Unless you live inside a cave with no electricity or access to information, you should know that the current economic situation in Argentina is no good and that there is a big uncertainty about how the future is going to be for the country, since inflation just like the dollar, poverty and unemployment won’t stop increasing. Mauricio Macri, soon to be former president, received a nation with difficult circumstances but it can be said that he is now giving it to the new president, Alberto Fernández, in what some people say is the worst economic situation the country has suffered, even if you compare it with 2001 corralito.
Argentinians are well known for their high interest in politics and for defending their rights. This year almost every week there was a different march held in Buenos Aires, where people from different unions, ages, social class and backgrounds went to the streets to protest about the terrible consequences of the Macri administration. Last Sunday was no exception, with the participation of more than the 80% of the population, Argentinians decided to put their hopes in a different politician and thats how at around 9pm at night it was revealed that Alberto Fernández with his coalition from Frente de Todos had won with a 48%.
Although the small difference in the results were surprising for many, 48% against 45%, many months before the election, everyone kind of knew that Macri was going to leave Casa Rosada in December 10th. With his very neoliberal style of politics, Mauricio Macri will always be remembered for cutting budget to ministries of education, health, migration, agriculture and others. For reducing subsidies, almost leaving the elderly without a pension, for raising taxes to SME`s, for lowering almost every citizens salary with the inflation and last but never least for signing a billionaire loan with the FMI that could never be seen in the development of the country.
Tired of these capitalistic policies that have only sinked the country to a miserable state, Argentinians have learned the hard lesson and are now going back to their peronists roots were prosperity and abundance was witnessed. They are keen to support a politician who is proud of his Latin American lineage and who wants to empower the economy of the country by building national jobs, connecting with the South American leaders of the region, putting restrictions on the private sector and the European and North American companies that lived through a prolonged bliss during the last 4 years of Macri.
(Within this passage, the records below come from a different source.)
impl InferenceEngineSupervisor {
    pub fn new(backend: Arc<dyn EngineBackend>, settings: SupervisorSettings) -> Self {
        Self {
            backend,
            settings,
            state: Mutex::new(EngineProcessState::default()),
            config: Mutex::new(None),
            lifecycle: tokio::sync::Mutex::new(()),
            slot: tokio::sync::Mutex::new(()),
        }
    }

    pub fn settings(&self) -> &SupervisorSettings {
        &self.settings
    }

    pub fn backend(&self) -> &Arc<dyn EngineBackend> {
        &self.backend
    }

    /// Snapshot of the process state
    pub fn state(&self) -> EngineProcessState {
        self.state.lock().clone()
    }

    pub fn status(&self) -> EngineStatus {
        self.state.lock().status
    }

    /// Config the engine was last started with
    pub fn current_config(&self) -> Option<RuntimeConfig> {
        self.config.lock().clone()
    }

    /// Bring the engine to `Ready` running with `config`
    ///
    /// A stopped engine gets one start attempt. A failed engine is restarted
    /// with backoff until the attempt budget is spent, then `EngineUnavailable`
    /// is returned. A running engine with a different config is restarted once
    /// the in-flight request, if any, has finished.
    pub async fn ensure_ready(&self, config: &RuntimeConfig) -> Result<(), LocalAiError> {
        config.validate()?;
        let _lifecycle = self.lifecycle.lock().await;

        let status = self.status();
        let same_config = self.config.lock().as_ref() == Some(config);

        match status {
            EngineStatus::Ready | EngineStatus::Degraded if same_config => Ok(()),
            EngineStatus::Ready | EngineStatus::Degraded => {
                info!(
                    "Runtime config changed, restarting {} engine with model {}",
                    self.backend.name(),
                    config.model
                );
                let _slot = self.slot.lock().await;
                self.stop_backend(self.settings.shutdown_grace).await;
                self.start_once(config).await
            }
            EngineStatus::Stopped => self.start_once(config).await,
            EngineStatus::Starting => {
                // A previous start was abandoned mid-way
                self.stop_backend(self.settings.shutdown_grace).await;
                self.start_once(config).await
            }
            EngineStatus::Failed => self.restart_with_backoff(config).await,
        }
    }

    async fn start_once(&self, config: &RuntimeConfig) -> Result<(), LocalAiError> {
        self.state.lock().mark_starting();
        *self.config.lock() = Some(config.clone());

        info!(
            "Starting {} engine: model={}, threads={}, ctx={}, mmap={}",
            self.backend.name(),
            config.model,
            config.thread_count,
            config.context_window_tokens,
            config.use_memory_mapping
        );

        let pid = match self.backend.start(config).await {
            Ok(pid) => pid,
            Err(e) => {
                error!("Engine failed to start: {}", e);
                self.state.lock().mark_failed();
                return Err(e);
            }
        };

        if self.wait_until_ready().await {
            self.state.lock().mark_ready(pid);
            info!("Engine ready (pid {:?})", pid);
            return Ok(());
        }

        error!(
            "Engine did not become ready within {:?}",
            self.settings.startup_timeout
        );
        self.stop_backend(self.settings.shutdown_grace).await;
        self.state.lock().mark_failed();
        Err(LocalAiError::EngineStartupTimeout {
            timeout: self.settings.startup_timeout,
        })
    }

    async fn wait_until_ready(&self) -> bool {
        let deadline = Instant::now() + self.settings.startup_timeout;

        loop {
            let remaining = deadline.saturating_duration_since(Instant::now());
            if remaining.is_zero() {
                return false;
            }
            if self
                .backend
                .probe(self.settings.health_timeout.min(remaining))
                .await
            {
                return true;
            }

            let remaining = deadline.saturating_duration_since(Instant::now());
            if remaining.is_zero() {
                return false;
            }
            tokio::time::sleep(self.settings.readiness_poll_interval.min(remaining)).await;
        }
    }

    async fn restart_with_backoff(&self, config: &RuntimeConfig) -> Result<(), LocalAiError> {
        let policy = &self.settings.backoff;
        let mut last_error = None;

        loop {
            let attempt = {
                let mut state = self.state.lock();
                if state.restart_attempts >= policy.max_attempts {
                    break;
                }
                state.restart_attempts += 1;
                state.restart_attempts
            };

            let delay = policy.delay(attempt);
            warn!(
                "Restarting engine (attempt {}/{}) in {:?}",
                attempt, policy.max_attempts, delay
            );
            tokio::time::sleep(delay).await;

            self.stop_backend(self.settings.shutdown_grace).await;
            match self.start_once(config).await {
                Ok(()) => return Ok(()),
                Err(e) => {
                    warn!("Restart attempt {} failed: {}", attempt, e);
                    last_error = Some(e);
                }
            }
        }

        let reason = last_error
            .map(|e| e.to_string())
            .unwrap_or_else(|| "restart attempts exhausted".to_string());
        error!(
            "Engine unavailable after {} restart attempts: {}",
            policy.max_attempts, reason
        );
        Err(LocalAiError::EngineUnavailable {
            attempts: policy.max_attempts,
            reason,
        })
    }

    async fn stop_backend(&self, grace: Duration) {
        if let Err(e) = self.backend.stop(grace).await {
            warn!("Failed to stop engine cleanly: {}", e);
        }
    }

    fn ensure_serving(&self) -> Result<(), LocalAiError> {
        let state = self.state.lock();
        if state.status.can_serve() {
            Ok(())
        } else {
            Err(LocalAiError::EngineUnavailable {
                attempts: state.restart_attempts,
                reason: format!("engine is {}", state.status),
            })
        }
    }

    /// Forward one request, waiting for the in-flight slot
    ///
    /// `timeout` covers both the wait for the slot and the engine call. On
    /// timeout the request is abandoned but the engine keeps running.
    pub async fn submit(
        &self,
        request: &EngineRequest,
        timeout: Duration,
    ) -> Result<EngineResponse, LocalAiError> {
        let deadline = Instant::now() + timeout;

        let _slot = tokio::time::timeout_at(deadline, self.slot.lock())
            .await
            .map_err(|_| {
                warn!("Timed out after {:?} waiting for the engine slot", timeout);
                LocalAiError::RequestTimeout { timeout }
            })?;

        self.forward(request, deadline, timeout).await
    }

    /// Forward one request only if the slot is free, otherwise `EngineBusy`
    pub async fn try_submit(
        &self,
        request: &EngineRequest,
        timeout: Duration,
    ) -> Result<EngineResponse, LocalAiError> {
        let _slot = self.slot.try_lock().map_err(|_| LocalAiError::EngineBusy)?;
        self.forward(request, Instant::now() + timeout, timeout).await
    }

    async fn forward(
        &self,
        request: &EngineRequest,
        deadline: Instant,
        timeout: Duration,
    ) -> Result<EngineResponse, LocalAiError> {
        self.ensure_serving()?;
        debug!(
            "Submitting request: model={}, prompt_length={}",
            request.model,
            request.prompt.len()
        );

        match tokio::time::timeout_at(deadline, self.backend.generate(request)).await {
            Ok(Err(e @ LocalAiError::Engine { status_code: None, .. })) => {
                self.check_after_transport_error(&e).await;
                Err(e)
            }
            Ok(result) => result,
            Err(_) => {
                warn!("Request to model {} timed out after {:?}", request.model, timeout);
                Err(LocalAiError::RequestTimeout { timeout })
            }
        }
    }

    /// A request failed below HTTP; mark the engine failed if it no longer answers probes
    async fn check_after_transport_error(&self, cause: &LocalAiError) {
        if self.backend.probe(self.settings.health_timeout).await {
            debug!("Engine still answers probes after request error: {}", cause);
            return;
        }

        error!("Engine stopped responding ({}), marking it failed", cause);
        self.state.lock().record_engine_lost();
    }

    /// Restart the engine if it is still `Failed` once the lifecycle lock is held
    ///
    /// Uses the config the engine was last started with, as read under the
    /// lock, so a concurrent model switch is never undone. Returns whether a
    /// restart succeeded.
    pub async fn restart_if_failed(&self) -> Result<bool, LocalAiError> {
        let _lifecycle = self.lifecycle.lock().await;

        let state = self.state();
        if state.status != EngineStatus::Failed {
            return Ok(false);
        }
        if state.restart_attempts >= self.settings.backoff.max_attempts {
            debug!("Restart budget spent, leaving engine failed");
            return Ok(false);
        }

        let Some(config) = self.current_config() else {
            warn!("Engine failed but no config was ever applied, not restarting");
            return Ok(false);
        };

        self.restart_with_backoff(&config).await?;
        Ok(true)
    }

    /// Probe the engine and record the outcome
    ///
    /// Only a serving engine is probed; in any other status this returns
    /// `false` without touching the state.
    pub async fn health_check(&self) -> bool {
        if !self.status().can_serve() {
            return false;
        }

        let healthy = self.backend.probe(self.settings.health_timeout).await;

        let mut state = self.state.lock();
        if healthy {
            state.record_health_success();
            debug!("Engine health check passed");
        } else {
            let status = state.record_health_failure(self.settings.failure_threshold);
            match status {
                EngineStatus::Failed => error!(
                    "Engine failed {} consecutive health checks, marking it failed",
                    state.consecutive_failures
                ),
                _ => warn!(
                    "Engine health check failed ({}/{})",
                    state.consecutive_failures, self.settings.failure_threshold
                ),
            }
        }
        healthy
    }

    /// Stop the engine and return to `Stopped`
    ///
    /// Also clears the restart budget, so a later `ensure_ready` starts fresh.
    pub async fn shutdown(&self) -> Result<(), LocalAiError> {
        let _lifecycle = self.lifecycle.lock().await;
        info!("Shutting down {} engine", self.backend.name());

        let result = self.backend.stop(self.settings.shutdown_grace).await;
        *self.state.lock() = EngineProcessState::default();
        *self.config.lock() = None;
        result
    }
}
It seems that this revolutionary wave is growing in the continent, as in Bolivia they have decided to reelect president Evo Morales, in Chile citizens have been marching non stop for a change of government and in Uruguay the leftist party, el Frente Amplio, is leading the results before the balottage, which is happening on November 24th. Maybe it has finally arrived the time for Latin America to revive from the ashes and lead itself with the union of all of its countries, fighting by and for the PEOPLE.